Royal Caribbean Cruises hosted a very upbeat and optimistic earnings call today, with Chairman and CEO Richard D. Fain pointing out that the year’s earnings ended spot on with the guidance given a year ago, despite all the bad media coverage.
The company reported adjusted net income of $2.40 per share for the full year of 2013 and the 2014 forecast is for $3.20 to $3.40.
Fain said earnings were driven by onboard spending, close-in bookings coming in at good prices, and ship revitalizations beginning to pay off.
He continued to say that Royal Caribbean International is the strongest brand in the group. Celebrity is undergoing what he called a dramatic shift, with yields showing strong growth and costs significantly down.
Azamara is expected to achieve the highest yield improvement the company has ever seen, according to Fain.
And Pullmantur is undergoing major changes, with a new headquarters being established in Latin America while selling its tour operation. This is setting the stage for a transformation. Fain said, who added that he expects immediate growth to come from Latin America, but that Spain will remain the brand’s major market.

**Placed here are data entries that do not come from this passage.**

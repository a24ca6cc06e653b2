// SPDX-License-Identifier: Apache-2.0 OR MIT
// Copyright (c) 2025-2026 naskel.com

//! Daemon lifecycle: endpoint binding and the long-lived service loops.

use crate::clock;
use crate::config::{ConfigError, ServerConfig};
use crate::notify::NotificationEngine;
use crate::registry::UnitRegistry;
use crate::store::{Storage, StoreError};
use std::io;
use std::net::SocketAddr;
use std::path::PathBuf;
use std::sync::atomic::{AtomicBool, Ordering};
use std::sync::Arc;
use thiserror::Error;
use tokio::net::{TcpListener, UdpSocket, UnixListener};
use tokio::sync::Notify;
use tracing::{debug, info, warn};

pub mod control;
pub mod heartbeat;
pub mod query;
pub mod subscription;
pub mod sweep;

/// Liveness daemon: heartbeat intake, failure sweeps, subscriber
/// notification, queries and the control channel.
#[derive(Clone)]
pub struct AliveServer {
    config: Arc<ServerConfig>,
    config_source: Arc<str>,
    registry: Arc<UnitRegistry>,
    notifier: Arc<NotificationEngine>,
    shutdown: Arc<StopSignal>,
    running: Arc<AtomicBool>,
}

/// Sockets bound by [`AliveServer::bind`].
pub struct Endpoints {
    pub heartbeat: UdpSocket,
    pub query: TcpListener,
    pub subscription: UdpSocket,
    pub control: UnixListener,
    control_path: PathBuf,
}

impl Endpoints {
    pub fn heartbeat_addr(&self) -> io::Result<SocketAddr> {
        self.heartbeat.local_addr()
    }

    pub fn query_addr(&self) -> io::Result<SocketAddr> {
        self.query.local_addr()
    }

    pub fn subscription_addr(&self) -> io::Result<SocketAddr> {
        self.subscription.local_addr()
    }
}

impl AliveServer {
    /// Validate `config`, open storage and build the registry.
    pub async fn new(config: ServerConfig) -> Result<Self, ServerError> {
        config.validate()?;

        let storage = Arc::new(Storage::open(&config)?);
        let notifier = Arc::new(NotificationEngine::new(config.subscriber_stale_secs));
        let registry = Arc::new(UnitRegistry::new(
            config.sweep_policy(),
            notifier.clone(),
            Some(storage),
            clock::now(),
        ));

        Ok(Self {
            config: Arc::new(config),
            config_source: Arc::from("defaults"),
            registry,
            notifier,
            shutdown: Arc::new(StopSignal::default()),
            running: Arc::new(AtomicBool::new(false)),
        })
    }

    /// Where the configuration came from, as reported by `configuration`.
    pub fn with_config_source(mut self, source: impl Into<String>) -> Self {
        self.config_source = Arc::from(source.into());
        self
    }

    pub fn config(&self) -> &ServerConfig {
        &self.config
    }

    pub fn config_source(&self) -> &str {
        &self.config_source
    }

    pub fn registry(&self) -> &Arc<UnitRegistry> {
        &self.registry
    }

    pub fn notifier(&self) -> &Arc<NotificationEngine> {
        &self.notifier
    }

    /// Bind every endpoint named in the configuration.
    pub async fn bind(&self) -> Result<Endpoints, ServerError> {
        let config = &self.config;
        let ip = config.bind_address;

        let addr = SocketAddr::new(ip, config.heartbeat_port);
        let heartbeat = UdpSocket::bind(addr)
            .await
            .map_err(|e| ServerError::bind("heartbeat", addr, e))?;

        let addr = SocketAddr::new(ip, config.query_port);
        let query = TcpListener::bind(addr)
            .await
            .map_err(|e| ServerError::bind("query", addr, e))?;

        let addr = SocketAddr::new(ip, config.subscription_port);
        let subscription = UdpSocket::bind(addr)
            .await
            .map_err(|e| ServerError::bind("subscription", addr, e))?;

        let control_path = config.control_socket.clone();
        if let Some(dir) = control_path.parent().filter(|d| !d.as_os_str().is_empty()) {
            std::fs::create_dir_all(dir)?;
        }
        // A previous instance may have left its socket behind.
        match std::fs::remove_file(&control_path) {
            Ok(()) => debug!("removed stale control socket {:?}", control_path),
            Err(e) if e.kind() == io::ErrorKind::NotFound => {}
            Err(e) => return Err(e.into()),
        }
        let control = UnixListener::bind(&control_path).map_err(|e| ServerError::Bind {
            endpoint: "control",
            addr: control_path.display().to_string(),
            source: e,
        })?;

        Ok(Endpoints {
            heartbeat,
            query,
            subscription,
            control,
            control_path,
        })
    }

    /// Bind, then serve until shut down.
    pub async fn run(&self) -> Result<(), ServerError> {
        let endpoints = self.bind().await?;
        self.serve(endpoints).await
    }

    /// Serve on already-bound endpoints until `quit`, a signal or
    /// [`shutdown`](Self::shutdown).
    pub async fn serve(&self, endpoints: Endpoints) -> Result<(), ServerError> {
        if self.running.swap(true, Ordering::SeqCst) {
            return Err(ServerError::AlreadyRunning);
        }

        let result = self.serve_inner(endpoints).await;
        self.shutdown.reset();
        self.running.store(false, Ordering::SeqCst);
        result
    }

    async fn serve_inner(&self, endpoints: Endpoints) -> Result<(), ServerError> {
        let Endpoints {
            heartbeat,
            query,
            subscription,
            control,
            control_path,
        } = endpoints;

        self.registry.load_persisted()?;

        let config = &self.config;
        let tasks = vec![
            tokio::spawn(heartbeat::run(
                heartbeat,
                self.registry.clone(),
                config.fetch_timeout(),
                self.shutdown.clone(),
            )),
            tokio::spawn(sweep::run(
                self.registry.clone(),
                config.grace_period(),
                config.sweep_interval(),
                self.shutdown.clone(),
            )),
            tokio::spawn(subscription::run(
                subscription,
                self.notifier.clone(),
                config.notify_tick(),
                self.shutdown.clone(),
            )),
            tokio::spawn(query::run(
                query,
                self.registry.clone(),
                config.query_timeout(),
                self.shutdown.clone(),
            )),
        ];

        control::run(control, self.clone()).await;

        for task in tasks {
            if let Err(e) = task.await {
                warn!("service task ended abnormally: {}", e);
            }
        }
        if let Err(e) = std::fs::remove_file(&control_path) {
            debug!("control socket cleanup: {}", e);
        }
        info!("all service loops stopped");
        Ok(())
    }

    /// Signal every loop to stop. A request made before [`serve`](Self::serve)
    /// has started its loops is kept, and that `serve` returns at once.
    pub async fn shutdown(&self) {
        self.shutdown.trigger();
    }

    pub fn is_running(&self) -> bool {
        self.running.load(Ordering::SeqCst)
    }
}

/// Latched stop request shared by the service loops.
#[derive(Debug, Default)]
pub(crate) struct StopSignal {
    notify: Notify,
    requested: AtomicBool,
}

impl StopSignal {
    pub(crate) fn trigger(&self) {
        self.requested.store(true, Ordering::SeqCst);
        self.notify.notify_waiters();
    }

    fn reset(&self) {
        self.requested.store(false, Ordering::SeqCst);
    }

    pub(crate) fn is_triggered(&self) -> bool {
        self.requested.load(Ordering::SeqCst)
    }

    /// Resolves once [`trigger`](Self::trigger) has been called, including
    /// before this future was created.
    pub(crate) async fn wait(&self) {
        let notified = self.notify.notified();
        tokio::pin!(notified);
        // Registered before the flag is read, so a trigger in between wakes it.
        notified.as_mut().enable();
        if self.is_triggered() {
            return;
        }
        notified.await;
    }
}

/// Server errors.
#[derive(Debug, Error)]
pub enum ServerError {
    #[error("configuration error: {0}")]
    Config(#[from] ConfigError),

    #[error("cannot bind {endpoint} endpoint on {addr}: {source}")]
    Bind {
        endpoint: &'static str,
        addr: String,
        #[source]
        source: io::Error,
    },

    #[error("server already running")]
    AlreadyRunning,

    #[error("I/O error: {0}")]
    Io(#[from] io::Error),

    #[error("storage error: {0}")]
    Store(#[from] StoreError),
}

impl ServerError {
    fn bind(endpoint: &'static str, addr: SocketAddr, source: io::Error) -> Self {
        Self::Bind {
            endpoint,
            addr: addr.to_string(),
            source,
        }
    }
}

#[cfg(test)]
pub(crate) mod tests {
    use super::*;
    use std::time::Duration;
    use tempfile::TempDir;

    /// Configuration rooted in `tmp`, on loopback, with the given ports.
    pub(crate) fn test_config(tmp: &TempDir) -> ServerConfig {
        ServerConfig {
            bind_address: "127.0.0.1".parse().unwrap(),
            state_dir: tmp.path().join("state"),
            event_dir: tmp.path().join("events"),
            event_file: tmp.path().join("events.txt"),
            info_file: tmp.path().join("info.log"),
            control_socket: tmp.path().join("control.sock"),
            ..Default::default()
        }
    }

    #[tokio::test]
    async fn test_invalid_config_is_rejected() {
        let tmp = TempDir::new().unwrap();
        let config = ServerConfig {
            fail_number_heartbeats: 0,
            ..test_config(&tmp)
        };
        assert!(matches!(
            AliveServer::new(config).await,
            Err(ServerError::Config(_))
        ));
    }

    fn free_port() -> u16 {
        let udp = std::net::UdpSocket::bind("127.0.0.1:0").unwrap();
        let port = udp.local_addr().unwrap().port();
        match std::net::TcpListener::bind(("127.0.0.1", port)) {
            Ok(_) => port,
            Err(_) => free_port(),
        }
    }

    #[tokio::test]
    async fn test_stop_signal_is_latched() {
        let signal = StopSignal::default();
        signal.trigger();
        tokio::time::timeout(Duration::from_secs(1), signal.wait())
            .await
            .unwrap();

        signal.reset();
        assert!(tokio::time::timeout(Duration::from_millis(50), signal.wait())
            .await
            .is_err());
    }

    #[tokio::test]
    async fn test_shutdown_before_serve_is_kept() {
        let tmp = TempDir::new().unwrap();
        let config = ServerConfig {
            heartbeat_port: free_port(),
            query_port: free_port(),
            subscription_port: free_port(),
            ..test_config(&tmp)
        };
        let server = AliveServer::new(config).await.unwrap();
        let endpoints = server.bind().await.unwrap();

        // Arrives before any loop exists, like an early ctrl-c.
        server.shutdown().await;
        tokio::time::timeout(Duration::from_secs(5), server.serve(endpoints))
            .await
            .expect("serve returns after an early shutdown")
            .unwrap();
        assert!(!server.is_running());
        assert!(!tmp.path().join("control.sock").exists());
    }

    #[tokio::test]
    async fn test_new_creates_storage_dirs() {
        let tmp = TempDir::new().unwrap();
        let server = AliveServer::new(test_config(&tmp))
            .await
            .unwrap()
            .with_config_source("test");
        assert!(tmp.path().join("state").is_dir());
        assert!(tmp.path().join("events").is_dir());
        assert_eq!(server.config_source(), "test");
        assert!(!server.is_running());
    }
}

He said that 2014 will be a transitional year for Pullmantur and that positive results should come in 2015.
Altogether Fain said the company is forecasting a 40 percent increase in profitability in 2014, without any significant new capacity, as the Quantum will only enter service in October/November.
Fain also promised that the Quantum is a totally new class of vessel and not merely an evolution of the Oasis class.
“We expect that the Quantum will generate a fantastic return on investment,” he said.
For 2014, the Royal Caribbean brands will have 46 percent of their capacity in the Caribbean, up 13 percent year-over-year; 22 percent will be in Europe, down 17 percent from last year; 12 percent will be in the Asia/Pacific, up 12 percent; and the balance will be spread over other regions.
With the industry concentration in the Caribbean, yield there is expected to be down, but that is expected to be offset by yield improvements in other markets.
Overall, Royal Caribbean will see a 1.7 percent capacity increase in 2014.